Bill Banham: Right. Now again, I'm going to take us down a little bit of a rabbit hole, just for a moment. In your opinion Andrew, what is the etiquette when it comes to ... Let's put Facebook to one side, specifically LinkedIn. You've spotted that you've got some connections in common. What is that etiquette going to one of your connections and asking them to offer a referral? Do you, for example, say in an in-mail to them or in an email to them, "Hey I've actually prepared what that message to them would look like. Here it is. Do you mind approving that and sending it to them?" Do you leave it up to them as to what they say about you? Do you have to be very, very selective about who you ask to do the referrals?

Andrew Jenkins: To build on your last comment there, I'll be selective in terms of ... Let's say I'm looking at a prospect or someone that I want to talk to, and it may not be about sales. For instance, I'm trying to navigate into a company now on behalf of a tech partner of mine that's in the U.K., and so I'm just trying to facilitate an introduction. I'm trying to find the strongest connection that can introduce me into that company. Strongest from a credibility. Strongest from reputation. Strongest from they've know one another for a long time. Maybe they worked together in the past. Whatever it might be. Those are the kinds of criteria that run through my head.

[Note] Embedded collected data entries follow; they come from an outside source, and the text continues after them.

//! The terminal error funnel.
//!
//! Every [`PipelineError`] that ends a request passes through the
//! [`ErrorFunnel`], which logs it, maps its kind to a status, and renders
//! the client-facing body through a pluggable [`ErrorRenderer`].
//!
//! | Kind | Status | Default message |
//! |------|--------|-----------------|
//! | `NotFound` | 404 | the error's message |
//! | `ValidationFailed` | 400 | `Request validation failed`, with `details` |
//! | `SecurityDenied` | 401 / 403 | the last denial's reason |
//! | `HandlerFailed` | 500 | generic unless internal errors are exposed |
//! | `Unhandled` | 500 | generic unless internal errors are exposed |

use std::error::Error as StdError;
use std::fmt;
use std::panic::AssertUnwindSafe;
use std::sync::Arc;

use http::StatusCode;
use ruo_core::{ErrorKind, PipelineError, Reply, Violation};
use serde::Serialize;
use thiserror::Error;
use tracing::{debug, error, info};

use crate::chain::panic_message;
use crate::context::RequestContext;

/// The client-facing error body.
#[derive(Debug, Clone, PartialEq, Eq, Serialize)]
pub struct ErrorEnvelope {
    /// Stable code, one per error kind.
    pub code: &'static str,
    /// Human-readable message.
    pub message: String,
    /// Violations, for validation failures only.
    #[serde(skip_serializing_if = "Option::is_none")]
    pub details: Option<Vec<Violation>>,
}

/// Turns an [`ErrorEnvelope`] into a reply.
///
/// A renderer that fails or panics aborts the request: the server closes
/// the connection instead of answering.
pub trait ErrorRenderer: Send + Sync + 'static {
    /// Renders the envelope with the given status.
    ///
    /// # Errors
    ///
    /// Any error aborts the request.
    fn render(&self, status: StatusCode, envelope: &ErrorEnvelope) -> anyhow::Result<Reply>;
}

/// Renders the envelope as JSON.
#[derive(Debug, Clone, Copy, Default)]
pub struct JsonErrorRenderer;

impl ErrorRenderer for JsonErrorRenderer {
    fn render(&self, status: StatusCode, envelope: &ErrorEnvelope) -> anyhow::Result<Reply> {
        Ok(Reply::serialize(status, envelope)?)
    }
}

/// Context marker set when the reply came from the funnel rather than a
/// handler. Response stages leave such replies untouched.
#[derive(Debug, Clone, Copy, PartialEq, Eq)]
pub struct FunnelReply;

/// The error funnel itself could not produce a reply.
#[derive(Error, Debug, Clone, PartialEq, Eq)]
#[error("error funnel failed while rendering {kind}: {reason}")]
pub struct PipelineAbort {
    /// Kind of the error being rendered.
    pub kind: ErrorKind,
    /// What went wrong in the renderer.
    pub reason: String,
}

/// Funnel settings.
#[derive(Debug, Clone, Copy, PartialEq, Eq)]
pub struct FunnelOptions {
    /// Send internal error messages to clients.
    pub expose_internal_errors: bool,
    /// Status for unauthenticated denials.
    pub unauthenticated_status: StatusCode,
    /// Status for forbidden denials.
    pub forbidden_status: StatusCode,
}

impl Default for FunnelOptions {
    fn default() -> Self {
        Self {
            expose_internal_errors: false,
            unauthenticated_status: StatusCode::UNAUTHORIZED,
            forbidden_status: StatusCode::FORBIDDEN,
        }
    }
}

/// Maps terminal errors to replies.
#[derive(Clone)]
pub struct ErrorFunnel {
    renderer: Arc<dyn ErrorRenderer>,
    options: FunnelOptions,
}

impl ErrorFunnel {
    /// Creates a funnel.
    #[must_use]
    pub fn new(renderer: Arc<dyn ErrorRenderer>, options: FunnelOptions) -> Self {
        Self { renderer, options }
    }

    /// Returns the funnel options.
    #[must_use]
    pub const fn options(&self) -> &FunnelOptions {
        &self.options
    }

    /// Builds the envelope a client sees for `error`.
    #[must_use]
    pub fn envelope(&self, error: &PipelineError) -> ErrorEnvelope {
        let kind = error.kind();
        ErrorEnvelope {
            code: kind.code(),
            message: error.client_message(self.options.expose_internal_errors),
            details: (kind == ErrorKind::ValidationFailed).then(|| error.violations().to_vec()),
        }
    }

    /// Logs `error` and renders its reply.
    ///
    /// # Errors
    ///
    /// Returns [`PipelineAbort`] if the renderer fails or panics.
    pub fn handle(
        &self,
        error: &PipelineError,
        ctx: &RequestContext,
    ) -> Result<Reply, PipelineAbort> {
        log_error(error, ctx);

        let kind = error.kind();
        let status = error.status_code(
            self.options.unauthenticated_status,
            self.options.forbidden_status,
        );
        let envelope = self.envelope(error);

        match std::panic::catch_unwind(AssertUnwindSafe(|| self.renderer.render(status, &envelope)))
        {
            Ok(Ok(reply)) => Ok(reply),
            Ok(Err(err)) => {
                error!(
                    request_id = %ctx.request_id(),
                    error.kind = %kind,
                    error = %format!("{err:#}"),
                    "Error renderer failed"
                );
                Err(PipelineAbort {
                    kind,
                    reason: format!("{err:#}"),
                })
            }
            Err(panic) => {
                let reason = panic_message(panic.as_ref());
                error!(
                    request_id = %ctx.request_id(),
                    error.kind = %kind,
                    panic = %reason,
                    "Error renderer panicked"
                );
                Err(PipelineAbort { kind, reason })
            }
        }
    }
}

impl Default for ErrorFunnel {
    fn default() -> Self {
        Self::new(Arc::new(JsonErrorRenderer), FunnelOptions::default())
    }
}

impl fmt::Debug for ErrorFunnel {
    fn fmt(&self, f: &mut fmt::Formatter<'_>) -> fmt::Result {
        f.debug_struct("ErrorFunnel")
            .field("options", &self.options)
            .finish_non_exhaustive()
    }
}

fn log_error(error: &PipelineError, ctx: &RequestContext) {
    let request_id = ctx.request_id();
    let operation_id = ctx.operation_id().unwrap_or("-");
    match error {
        PipelineError::NotFound { .. } => {
            debug!(%request_id, method = %ctx.method(), path = ctx.path(), "Not found");
        }
        PipelineError::ValidationFailed { violations } => {
            info!(%request_id, operation_id, violations = ?violations, "Validation failed");
        }
        PipelineError::SecurityDenied { reason, denial } => {
            info!(%request_id, operation_id, ?denial, %reason, "Security denied");
        }
        PipelineError::HandlerFailed { .. } | PipelineError::Unhandled { .. } => {
            error!(
                %request_id,
                operation_id,
                error.kind = %error.kind(),
                error = %error_chain(error),
                "Request failed"
            );
        }
    }
}

/// Formats an error with its whole source chain.
fn error_chain(error: &dyn StdError) -> String {
    let mut out = error.to_string();
    let mut source = error.source();
    while let Some(cause) = source {
        out.push_str(": ");
        out.push_str(&cause.to_string());
        source = cause.source();
    }
    out
}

To your point about or your question about etiquette, well what I focus on is, okay, I have identified who potentially can make that introduction or that referral. I will send them a note by in-mail or by email and say, "According to LinkedIn you know so and so. I am interested in speaking to them about X. Assuming you feel comfortable enough to introduce me, here's how you may wish to, or if this helps with the introduction, here's what you can say to them as a way to introduce me and set the stage for that conversation." Then I usually close it with, "If, for whatever reason, you're not comfortable or this is not something that you can do at this time, I totally understand and that's okay." I give them a out. There's no obligation, no pressure.

That's just my take on it. Other people have different styles, because I get the request as well. I've said to people, people will reach out to me to meet up for a coffee to do networking, you know people that are in transition. I'm an alum of the Rotman School of Management so I connect a lot with newly minted MBA students that are navigating their career path. I mentor start-ups and a bunch of other things, so anyway, networking is a frequent activity of mine. People will be reaching out to me and saying, "Per LinkedIn you know so and so." They'll do much the same thing I described, but I will say to them, "Well I don't know that person very well," but I often say, "Well listen. Nothing ventured, nothing gained. I don't have a problem reaching out to them, telling them what your intention is and seeing where things play out."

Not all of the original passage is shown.